Personal Protective Equipment (PPE)
One of the major resource issues that must be addressed in the midst of this COVID-19 pandemic is the production and procurement of personal protective equipment (PPE) for all healthcare workers. While manufacturers have ramped up production, the demand for PPE in the hardest hit countries is not being met. Healthcare workers have been required to re-use items like masks - something that would have been unthinkable just a few months ago. Manufacturing companies like General Motors and fashion retailers like Gap, Inc. have pivoted their supply chain in recent weeks in order to assist in the production of these critical materials.
There’s one more thing that’s going to make a tremendous impact on how and when the COVID-19 pandemic will come to an end, and that is testing. Currently, the testing in some of the most developed countries in the world is lagging woefully behind. This has resulted in backlogs and delays and the spread of the virus by those who couldn’t access a test or were told they didn’t meet the current parameters to be tested.
There are two distinct tests for COVID-19. The current PCR test that was approved and distributed by the WHO in January requires nasal and throat swab samples and tests for a particular strand of the viral RNA. This test is the gold standard for diagnosing a pathogen, but the testing is complex and mainly carried out at large reference laboratories. Tests typically take 4–6 hours to complete, but the logistical requirement to ship clinical samples means the turnaround time is 48 hours at best, and in many countries can take up to 5 days. But there is hope for minimising the waiting period. Last week the US Food and Drug Administration (FDA) approved a COVID-19 test from Abbott Labs that delivers positive results in as little as five minutes and negative results in 13 minutes.
The potential development of a rapid COVID-19 test would revolutionise the protocols for self-isolation and quarantining. The other test that is being trialled in many countries, prior to an expected roll-out in the coming weeks, is an immunoassay test, also known as an “antibody test.” This test provides historical information about the virus, as well as confirming a diagnosis. It requires two drops of blood from a pinprick and gives results within a few minutes. It is essentially a home test that requires no medical skills for sampling and no laboratory expertise for analysis. These tests are cheap, but not as accurate as PCR testing. On March 25, a UK government official said that the country had ordered 3.5 million of these “finger-prick” antibody tests that would allow people to perform the test at home. The test would show whether the individual had been previously exposed to COVID-19 and help researchers to determine what kind of immunity those with such exposure might have. Further, these kinds of tests would show how many people may have contracted the virus without their knowledge - some people could have had the virus with no symptoms, others could have had it and assumed it was a cold or perhaps the flu. In the case of high numbers of healthcare workers who are having to self-isolate because of potential exposure, they would be able to return to work if tests show that they have been exposed and have antibodies. The same is true for essential workers in food distribution, transportation and other vital services. These tests would mean that we can gradually get people back to work safely.

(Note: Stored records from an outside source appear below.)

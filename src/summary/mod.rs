pub mod bucket;
pub mod formula;
pub mod timeframe;

pub use formula::Formula;
pub use timeframe::Timeframe;

use chrono::NaiveDate;
use serde::Serialize;

use crate::date_util::Granularity;
use self::bucket::{assign_observations, generate_buckets};

/// One recorded value for a metric on a calendar day.
#[derive(Debug, Clone, Copy, PartialEq, Serialize)]
pub struct Observation {
    pub date: NaiveDate,
    pub value: f64,
}

/// One reduced bucket in a summary, oldest first. `value` is `None`
/// when the bucket received no observations.
#[derive(Debug, Clone, PartialEq, Serialize)]
pub struct BucketResult {
    pub value: Option<f64>,
    pub label: String,
}

/// Reduce a fetched observation series into labeled bucket results.
///
/// Pure and synchronous: buckets are generated over
/// `[aligned_start, now]`, observations are assigned by inclusive
/// containment, and each bucket is reduced under `formula`. The input
/// slice is whatever the fetch window produced; dates outside the
/// generated buckets are dropped during assignment.
pub fn summarize(
    aligned_start: NaiveDate,
    granularity: Granularity,
    now: NaiveDate,
    observations: &[Observation],
    formula: &Formula,
) -> Vec<BucketResult> {
    let mut buckets = generate_buckets(aligned_start, granularity, now);
    assign_observations(&mut buckets, observations);
    buckets
        .iter()
        .map(|b| BucketResult {
            value: formula.reduce(&b.values, granularity, b.day_span()),
            label: b.label(granularity),
        })
        .collect()
}

#[cfg(test)]
mod tests {
    use super::*;

    fn d(y: i32, m: u32, day: u32) -> NaiveDate {
        NaiveDate::from_ymd_opt(y, m, day).unwrap()
    }

    #[test]
    fn test_daily_sums_over_a_week() {
        let now = d(2025, 6, 18);
        let observations = vec![
            Observation { date: d(2025, 6, 11), value: 2.0 },
            Observation { date: d(2025, 6, 11), value: 4.0 },
            Observation { date: d(2025, 6, 15), value: 6.0 },
        ];
        let results = summarize(
            d(2025, 6, 11),
            Granularity::Day,
            now,
            &observations,
            &Formula::Sum,
        );
        assert_eq!(results.len(), 8);
        assert_eq!(results[0].value, Some(6.0));
        assert_eq!(results[0].label, "Jun 11, 2025");
        assert_eq!(results[4].value, Some(6.0));
        assert_eq!(results[1].value, None);
    }

    #[test]
    fn test_weekly_pass_rate() {
        // One week bucket, Jun 15–21; 2 of 7 days exceed the threshold
        let now = d(2025, 6, 21);
        let observations = vec![
            Observation { date: d(2025, 6, 15), value: 6.0 },
            Observation { date: d(2025, 6, 16), value: 7.0 },
            Observation { date: d(2025, 6, 17), value: 1.0 },
        ];
        let results = summarize(
            d(2025, 6, 15),
            Granularity::Week,
            now,
            &observations,
            &Formula::PassRate(5.0),
        );
        assert_eq!(results.len(), 1);
        assert_eq!(results[0].value, Some(28.6));
        assert_eq!(results[0].label, "Jun 15 – Jun 21, 2025");
    }

    #[test]
    fn test_monthly_avg_ordering() {
        let now = d(2025, 3, 10);
        let observations = vec![
            Observation { date: d(2025, 1, 10), value: 10.0 },
            Observation { date: d(2025, 2, 10), value: 20.0 },
            Observation { date: d(2025, 3, 1), value: 30.0 },
            Observation { date: d(2025, 3, 2), value: 50.0 },
        ];
        let results = summarize(
            d(2025, 1, 1),
            Granularity::Month,
            now,
            &observations,
            &Formula::Avg,
        );
        assert_eq!(results.len(), 3);
        assert_eq!(results[0].value, Some(10.0));
        assert_eq!(results[1].value, Some(20.0));
        assert_eq!(results[2].value, Some(40.0));
    }

    #[test]
    fn test_empty_observations_yield_all_none() {
        let results = summarize(
            d(2025, 6, 1),
            Granularity::Week,
            d(2025, 6, 28),
            &[],
            &Formula::CountAbove(3.0),
        );
        assert!(!results.is_empty());
        assert!(results.iter().all(|r| r.value.is_none()));
    }
}
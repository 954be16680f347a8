use std::cell::Cell;
use std::fmt::Write as _;
use std::fs;
use std::path::Path;
use std::rc::{Rc, Weak};

use crate::blend::block::Directory;
use crate::blend::decoder::{DecoderCache, FieldShape, SynthesizedDecoder};
use crate::blend::factory::Factory;
use crate::blend::pointer::{PointerIndex, PointerTarget};
use crate::blend::{BlendError, BlendHeader, Dna, Result};

pub(crate) struct FileInner {
	header: BlendHeader,
	dna: Dna,
	directory: Directory,
	pointer_index: PointerIndex,
	decoder_cache: DecoderCache,
	bytes: Rc<[u8]>,
	closed: Cell<bool>,
	self_handle: Weak<FileInner>,
}

impl FileInner {
	pub(crate) fn pointer_width(&self) -> u8 {
		self.header.pointer_width
	}

	pub(crate) fn resolve_pointer(&self, addr: u64) -> Result<PointerTarget> {
		if self.closed.get() {
			return Err(BlendError::ParentClosed);
		}
		self.pointer_index.resolve_record(addr, &self.dna, &self.decoder_cache, self.header.version, self.header.endian, &self.bytes, &self.handle())
	}

	pub(crate) fn handle(&self) -> FileHandle {
		FileHandle(self.self_handle.clone())
	}
}

/// A weak, upgradeable reference to an open file, held by [`Record`](crate::blend::Record)
/// and [`Factory`] for pointer resolution. Every accessor that upgrades a
/// stale or explicitly-[`close`](File::close)d handle fails with
/// [`BlendError::ParentClosed`].
#[derive(Clone, Debug)]
pub struct FileHandle(Weak<FileInner>);

impl FileHandle {
	/// A handle with no backing file; every upgrade fails. Useful for
	/// records constructed outside of an open [`File`] (tests, fixtures).
	pub fn none() -> Self {
		Self(Weak::new())
	}

	pub(crate) fn upgrade(&self) -> Option<Rc<FileInner>> {
		let inner = self.0.upgrade()?;
		if inner.closed.get() { None } else { Some(inner) }
	}
}

/// Top-level handle over an open `.blend` file: owns the raw bytes, the
/// parsed header, block directory, and SDNA, and caches factories and
/// synthesized decoders for the file's producer version.
pub struct File {
	inner: Rc<FileInner>,
}

impl File {
	/// Open and fully parse (header, directory, SDNA) the file at `path`.
	pub fn open(path: impl AsRef<Path>) -> Result<Self> {
		let raw = fs::read(path)?;
		Self::from_bytes(raw)
	}

	/// Parse an in-memory `.blend` byte buffer.
	pub fn from_bytes(raw: Vec<u8>) -> Result<Self> {
		let header = BlendHeader::parse(&raw)?;
		let directory = Directory::walk(&raw, BlendHeader::SIZE, header)?;
		let dna_payload = raw
			.get(directory.dna_payload_offset..directory.dna_payload_offset + directory.dna_payload_size)
			.ok_or(BlendError::Truncated {
				at: directory.dna_payload_offset,
				need: directory.dna_payload_size,
				rem: raw.len().saturating_sub(directory.dna_payload_offset),
			})?;
		let dna = Dna::parse(dna_payload, header.endian)?;
		let pointer_index = PointerIndex::build(&directory);
		let decoder_cache = DecoderCache::new(header.pointer_width);
		let bytes: Rc<[u8]> = Rc::from(raw.into_boxed_slice());

		let inner = Rc::new_cyclic(|weak| FileInner {
			header,
			dna,
			directory,
			pointer_index,
			decoder_cache,
			bytes,
			closed: Cell::new(false),
			self_handle: weak.clone(),
		});

		Ok(Self { inner })
	}

	/// Parsed file header.
	pub fn header(&self) -> BlendHeader {
		self.inner.header
	}

	/// Get or build the factory for `type_name`, caching its decoder for
	/// the life of the file.
	pub fn list(&self, type_name: &str) -> Result<Factory> {
		self.ensure_open()?;
		Factory::new(
			&self.inner.dna,
			&self.inner.decoder_cache,
			self.inner.header.version,
			type_name,
			&self.inner.directory,
			Rc::clone(&self.inner.bytes),
			self.inner.header.endian,
			self.inner.handle(),
		)
	}

	/// Alias for [`File::list`].
	pub fn find(&self, type_name: &str) -> Result<Factory> {
		self.list(type_name)
	}

	/// Render a textual field tree for `type_name`, descending into
	/// embedded struct fields when `recursive` is set, bounded by
	/// `max_depth` (default unbounded). Pure function of the file's SDNA.
	pub fn tree(&self, type_name: &str, recursive: bool, max_depth: Option<u32>) -> Result<String> {
		self.ensure_open()?;
		let decoder = self.inner.decoder_cache.get_or_synthesize(self.inner.header.version, &self.inner.dna, type_name)?;
		let mut out = String::new();
		let _ = writeln!(out, "{}", decoder.type_name);
		render_tree(&decoder, 0, recursive, max_depth.unwrap_or(u32::MAX), &mut out);
		Ok(out)
	}

	/// Sorted, deduplicated names of every struct-typed entry in SDNA.
	pub fn list_structures(&self) -> Result<Vec<String>> {
		self.ensure_open()?;
		let mut names: Vec<String> = self.inner.dna.structs.iter().map(|item| self.inner.dna.type_name(item.type_index).to_owned()).collect();
		names.sort();
		names.dedup();
		Ok(names)
	}

	/// Mark the file closed. Outstanding [`Factory`]/[`Record`](crate::blend::Record)
	/// handles subsequently fail with [`BlendError::ParentClosed`].
	pub fn close(&self) {
		self.inner.closed.set(true);
	}

	fn ensure_open(&self) -> Result<()> {
		if self.inner.closed.get() { Err(BlendError::ParentClosed) } else { Ok(()) }
	}
}

fn render_tree(decoder: &SynthesizedDecoder, depth: u32, recursive: bool, max_depth: u32, out: &mut String) {
	let indent = "  ".repeat(depth as usize + 1);
	for field in &decoder.fields {
		match &field.shape {
			FieldShape::Pointer { depth: ptr_depth, count } => {
				let stars = "*".repeat(usize::from(*ptr_depth));
				let suffix = if *count > 1 { format!("[{count}]") } else { String::new() };
				let _ = writeln!(out, "{indent}{}: {stars}void{suffix}", field.name);
			}
			FieldShape::CString { len } => {
				let _ = writeln!(out, "{indent}{}: char[{len}]", field.name);
			}
			FieldShape::Primitive { type_name, count, .. } => {
				let suffix = if *count > 1 { format!("[{count}]") } else { String::new() };
				let _ = writeln!(out, "{indent}{}: {type_name}{suffix}", field.name);
			}
			FieldShape::Struct { child, count, .. } => {
				let suffix = if *count > 1 { format!("[{count}]") } else { String::new() };
				let _ = writeln!(out, "{indent}{}: {}{suffix}", field.name, child.type_name);
				if recursive && depth + 1 < max_depth {
					render_tree(child, depth + 1, recursive, max_depth, out);
				}
			}
		}
	}
}
//! Shared test helpers for workspace crates.
//!
//! No binary `.blend` fixtures ship in this tree, so rather than pointing at
//! files that do not exist, [`FixtureBuilder`] assembles well-formed classic
//! `.blend` byte buffers in memory: header, block directory, and an `SDNA`
//! schema. [`Test1Fixture`] wires one up that mirrors the upstream Python
//! suite's `fixtures/test1.blend` (`World`/`Scene`/`Object`/`Mesh`/`rctf`).

use std::path::{Path, PathBuf};

/// Resolve the workspace root path.
pub fn workspace_root() -> PathBuf {
	let manifest_dir = Path::new(env!("CARGO_MANIFEST_DIR"));
	manifest_dir.join("..").join("..").canonicalize().unwrap_or_else(|_| manifest_dir.join("..").join(".."))
}

/// Resolve a fixture path under `<workspace>/fixtures`.
pub fn fixture_path(name: &str) -> PathBuf {
	workspace_root().join("fixtures").join(name)
}

/// Resolve the workspace target directory.
pub fn target_dir() -> PathBuf {
	std::env::var_os("CARGO_TARGET_DIR").map(PathBuf::from).unwrap_or_else(|| workspace_root().join("target"))
}

/// Byte order for an in-memory fixture. Mirrors `blendoc_core::blend::Endianness`
/// without depending on it, keeping `blendoc_testkit` a leaf crate.
#[derive(Debug, Clone, Copy, PartialEq, Eq)]
pub enum Endian {
	/// Little-endian (header marker `v`).
	Little,
	/// Big-endian (header marker `V`).
	Big,
}

struct BlockSpec {
	code: [u8; 4],
	addr: u64,
	schema_index: u32,
	count: u32,
	payload: Vec<u8>,
}

/// Incrementally assembles a synthetic classic-format `.blend` byte buffer:
/// a 12-byte header, a sequence of blocks, and a trailing `DNA1`/`ENDB` pair.
///
/// Type and struct registration happens up front (mirroring how a producer's
/// SDNA is fixed at save time); blocks are appended in the order they should
/// appear in the directory.
pub struct FixtureBuilder {
	pointer_width: u8,
	endian: Endian,
	version: (u8, u8, u8),
	names: Vec<String>,
	types: Vec<String>,
	type_sizes: Vec<u16>,
	structs: Vec<(u16, Vec<(u16, u16)>)>,
	blocks: Vec<BlockSpec>,
}

impl FixtureBuilder {
	/// Start a builder for an 8-byte-pointer, little-endian file at `version`.
	pub fn new(version: (u8, u8, u8)) -> Self {
		Self {
			pointer_width: 8,
			endian: Endian::Little,
			version,
			names: Vec::new(),
			types: Vec::new(),
			type_sizes: Vec::new(),
			structs: Vec::new(),
			blocks: Vec::new(),
		}
	}

	/// Override the pointer width (4 or 8).
	pub fn pointer_width(mut self, width: u8) -> Self {
		self.pointer_width = width;
		self
	}

	/// Override the byte order.
	pub fn endian(mut self, endian: Endian) -> Self {
		self.endian = endian;
		self
	}

	/// Register (or reuse) a type name with a declared `TLEN` byte size.
	/// Re-registering an existing name with a different size panics: a
	/// producer's SDNA never assigns one type two sizes.
	pub fn type_id(&mut self, name: &str, size: u16) -> u16 {
		if let Some(index) = self.types.iter().position(|item| item == name) {
			assert_eq!(self.type_sizes[index], size, "type {name} registered twice with different sizes");
			return index as u16;
		}
		self.types.push(name.to_owned());
		self.type_sizes.push(size);
		(self.types.len() - 1) as u16
	}

	/// Register (or reuse) a raw field declarator string.
	pub fn name_id(&mut self, raw: &str) -> u16 {
		if let Some(index) = self.names.iter().position(|item| item == raw) {
			return index as u16;
		}
		self.names.push(raw.to_owned());
		(self.names.len() - 1) as u16
	}

	/// Define a structure: registers `type_name` at `size`, then appends a
	/// struct entry whose fields are `(field_type_name, raw_field_name)`
	/// pairs. Field types must already be registered via [`Self::type_id`]
	/// or an earlier `define_struct` call. Returns the new schema index.
	pub fn define_struct(&mut self, type_name: &str, size: u16, fields: &[(&str, &str)]) -> u32 {
		let type_index = self.type_id(type_name, size);
		let mut field_entries = Vec::with_capacity(fields.len());
		for (field_type_name, raw_field_name) in fields {
			let field_type_index = self.types.iter().position(|item| item == field_type_name).unwrap_or_else(|| panic!("field type {field_type_name} not registered before struct {type_name}")) as u16;
			let name_index = self.name_id(raw_field_name);
			field_entries.push((field_type_index, name_index));
		}
		self.structs.push((type_index, field_entries));
		(self.structs.len() - 1) as u32
	}

	/// Append a directory block with the given code, original address,
	/// schema index, element count, and raw payload bytes.
	pub fn add_block(&mut self, code: &[u8; 4], addr: u64, schema_index: u32, count: u32, payload: Vec<u8>) -> &mut Self {
		self.blocks.push(BlockSpec {
			code: *code,
			addr,
			schema_index,
			count,
			payload,
		});
		self
	}

	fn push_u16(buf: &mut Vec<u8>, value: u16, endian: Endian) {
		buf.extend_from_slice(&match endian {
			Endian::Little => value.to_le_bytes(),
			Endian::Big => value.to_be_bytes(),
		});
	}

	fn push_u32(buf: &mut Vec<u8>, value: u32, endian: Endian) {
		buf.extend_from_slice(&match endian {
			Endian::Little => value.to_le_bytes(),
			Endian::Big => value.to_be_bytes(),
		});
	}

	fn push_ptr(buf: &mut Vec<u8>, value: u64, width: u8, endian: Endian) {
		match (width, endian) {
			(4, Endian::Little) => buf.extend_from_slice(&(value as u32).to_le_bytes()),
			(4, Endian::Big) => buf.extend_from_slice(&(value as u32).to_be_bytes()),
			(_, Endian::Little) => buf.extend_from_slice(&value.to_le_bytes()),
			(_, Endian::Big) => buf.extend_from_slice(&value.to_be_bytes()),
		}
	}

	fn align4(buf: &mut Vec<u8>) {
		while buf.len() % 4 != 0 {
			buf.push(0);
		}
	}

	fn sdna_payload(&self) -> Vec<u8> {
		let mut buf = Vec::new();
		buf.extend_from_slice(b"SDNA");
		buf.extend_from_slice(b"NAME");
		Self::push_u32(&mut buf, self.names.len() as u32, self.endian);
		for name in &self.names {
			buf.extend_from_slice(name.as_bytes());
			buf.push(0);
		}
		Self::align4(&mut buf);

		buf.extend_from_slice(b"TYPE");
		Self::push_u32(&mut buf, self.types.len() as u32, self.endian);
		for ty in &self.types {
			buf.extend_from_slice(ty.as_bytes());
			buf.push(0);
		}
		Self::align4(&mut buf);

		buf.extend_from_slice(b"TLEN");
		for size in &self.type_sizes {
			Self::push_u16(&mut buf, *size, self.endian);
		}
		Self::align4(&mut buf);

		buf.extend_from_slice(b"STRC");
		Self::push_u32(&mut buf, self.structs.len() as u32, self.endian);
		for (type_index, fields) in &self.structs {
			Self::push_u16(&mut buf, *type_index, self.endian);
			Self::push_u16(&mut buf, fields.len() as u16, self.endian);
			for (field_type_index, field_name_index) in fields {
				Self::push_u16(&mut buf, *field_type_index, self.endian);
				Self::push_u16(&mut buf, *field_name_index, self.endian);
			}
		}

		buf
	}

	/// Assemble the full byte buffer: header, every added block in order,
	/// the `DNA1` schema block, and the `ENDB` terminator.
	pub fn build(&self) -> Vec<u8> {
		let mut buf = Vec::new();
		buf.extend_from_slice(b"BLENDER");
		buf.push(if self.pointer_width == 4 { b'_' } else { b'-' });
		buf.push(match self.endian {
			Endian::Little => b'v',
			Endian::Big => b'V',
		});
		buf.push(b'0' + self.version.0);
		buf.push(b'0' + self.version.1);
		buf.push(b'0' + self.version.2);

		let mut push_block = |buf: &mut Vec<u8>, code: [u8; 4], addr: u64, schema_index: u32, count: u32, payload: &[u8]| {
			buf.extend_from_slice(&code);
			Self::push_u32(buf, payload.len() as u32, self.endian);
			Self::push_ptr(buf, addr, self.pointer_width, self.endian);
			Self::push_u32(buf, schema_index, self.endian);
			Self::push_u32(buf, count, self.endian);
			buf.extend_from_slice(payload);
		};

		for block in &self.blocks {
			push_block(&mut buf, block.code, block.addr, block.schema_index, block.count, &block.payload);
		}

		let dna_payload = self.sdna_payload();
		push_block(&mut buf, *b"DNA1", 0, 0, 0, &dna_payload);
		push_block(&mut buf, *b"ENDB", 0, 0, 0, &[]);

		buf
	}
}

/// Pad or truncate `text` to exactly `len` bytes (NUL-padded) - the shape of
/// a `char[N]` field.
pub fn fixed_cstr(text: &str, len: usize) -> Vec<u8> {
	let mut out = vec![0_u8; len];
	let bytes = text.as_bytes();
	let take = bytes.len().min(len);
	out[..take].copy_from_slice(&bytes[..take]);
	out
}

/// Original in-memory addresses used by [`Test1Fixture`], exposed so tests
/// can assert on identity without re-deriving magic numbers.
pub mod test1_addr {
	/// Address of the lone `World` block.
	pub const WORLD: u64 = 0x1000;
	/// Address of the lone `Scene` block.
	pub const SCENE: u64 = 0x2000;
	/// Address of the `Object` block named `Suzanne`.
	pub const OBJECT: u64 = 0x3000;
	/// Address of `Suzanne`'s `Mesh` data block.
	pub const MESH: u64 = 0x4000;
	/// Address of the `Mesh`'s `MVert` array block.
	pub const MVERT: u64 = 0x9000;
	/// Address of the lone (unnameable) `rctf` block.
	pub const RCTF: u64 = 0x5000;
}

/// A synthetic fixture mirroring the upstream Python suite's
/// `fixtures/test1.blend`: one `World` (18-entry `mtex` pointer array, an
/// `aodist` float), one `Scene` pointing at that `World` with a null
/// `id.next`, one `Object` named `Suzanne` whose `data` pointer resolves to
/// a `Mesh` with `totvert` matching its `mvert` block's element count, and
/// one unnameable `rctf`. Built at version 2.7.7, 64-bit, little-endian -
/// matching `test_tinyblend.py`'s `test_open_blend_file` assertions.
pub struct Test1Fixture;

impl Test1Fixture {
	/// Number of `MVert` entries in `Suzanne`'s mesh (and `Mesh.totvert`).
	pub const SUZANNE_VERT_COUNT: i32 = 18;
	/// Number of `MTex` slots on `TestWorld`.
	pub const WORLD_MTEX_COUNT: usize = 18;
	/// `World.aodist` value, matching `test_tinyblend.py`'s assertion window.
	pub const WORLD_AODIST: f32 = 12.9;

	/// Build the fixture's raw byte buffer.
	pub fn build() -> Vec<u8> {
		let mut b = FixtureBuilder::new((2, 7, 7));

		b.type_id("int", 4);
		b.type_id("float", 4);
		b.type_id("char", 1);
		b.type_id("MTex", 4);

		b.define_struct("ID", 40, &[("char", "name[24]"), ("ID", "*next"), ("ID", "*prev")]);
		b.define_struct("rctf", 16, &[("float", "xmin"), ("float", "xmax"), ("float", "ymin"), ("float", "ymax")]);
		b.define_struct("World", 188, &[("ID", "id"), ("float", "aodist"), ("MTex", "*mtex[18]")]);
		b.define_struct("Scene", 48, &[("ID", "id"), ("World", "*world")]);
		b.define_struct("MVert", 12, &[("float", "co[3]")]);
		b.define_struct("Mesh", 12, &[("int", "totvert"), ("MVert", "*mvert")]);
		b.define_struct("Object", 48, &[("ID", "id"), ("Mesh", "*data")]);

		let world_schema = 2;
		let scene_schema = 3;
		let mvert_schema = 4;
		let mesh_schema = 5;
		let object_schema = 6;
		let rctf_schema = 1;

		let mut world_payload = Vec::new();
		world_payload.extend_from_slice(&fixed_cstr("WOTestWorld", 24));
		world_payload.extend_from_slice(&0_u64.to_le_bytes()); // id.next
		world_payload.extend_from_slice(&0_u64.to_le_bytes()); // id.prev
		world_payload.extend_from_slice(&Self::WORLD_AODIST.to_le_bytes());
		for _ in 0..Self::WORLD_MTEX_COUNT {
			world_payload.extend_from_slice(&0_u64.to_le_bytes());
		}
		b.add_block(b"WO\0\0", test1_addr::WORLD, world_schema, 1, world_payload);

		let mut scene_payload = Vec::new();
		scene_payload.extend_from_slice(&fixed_cstr("SCMyTestScene", 24));
		scene_payload.extend_from_slice(&0_u64.to_le_bytes()); // id.next (null)
		scene_payload.extend_from_slice(&0_u64.to_le_bytes()); // id.prev
		scene_payload.extend_from_slice(&test1_addr::WORLD.to_le_bytes());
		b.add_block(b"SC\0\0", test1_addr::SCENE, scene_schema, 1, scene_payload);

		let mut object_payload = Vec::new();
		object_payload.extend_from_slice(&fixed_cstr("OBSuzanne", 24));
		object_payload.extend_from_slice(&0_u64.to_le_bytes());
		object_payload.extend_from_slice(&0_u64.to_le_bytes());
		object_payload.extend_from_slice(&test1_addr::MESH.to_le_bytes());
		b.add_block(b"OB\0\0", test1_addr::OBJECT, object_schema, 1, object_payload);

		let mut mesh_payload = Vec::new();
		mesh_payload.extend_from_slice(&Self::SUZANNE_VERT_COUNT.to_le_bytes());
		mesh_payload.extend_from_slice(&test1_addr::MVERT.to_le_bytes());
		b.add_block(b"ME\0\0", test1_addr::MESH, mesh_schema, 1, mesh_payload);

		let mut mvert_payload = Vec::new();
		for index in 0..Self::SUZANNE_VERT_COUNT {
			mvert_payload.extend_from_slice(&(index as f32).to_le_bytes());
			mvert_payload.extend_from_slice(&0_f32.to_le_bytes());
			mvert_payload.extend_from_slice(&0_f32.to_le_bytes());
		}
		b.add_block(b"MV\0\0", test1_addr::MVERT, mvert_schema, Self::SUZANNE_VERT_COUNT as u32, mvert_payload);

		b.add_block(b"RF\0\0", test1_addr::RCTF, rctf_schema, 1, vec![0_u8; 16]);

		b.build()
	}
}

#[cfg(test)]
mod tests {
	use super::*;

	#[test]
	fn builds_non_empty_fixture() {
		let bytes = Test1Fixture::build();
		assert!(bytes.starts_with(b"BLENDER-v277"));
		assert!(bytes.len() > 200);
	}
}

Antibody testing will also provide a more accurate idea of how deadly COVID 19 really is. The deaths caused by this pandemic are tragic - but the true mortality rate will never be known until there is a more accurate idea of how many people have had the virus. This, along with treatments and a vaccine, will eventually lower the calculated mortality rate and allow this coronavirus to assume its position as yet another pathogen in history that posed a threat to humanity.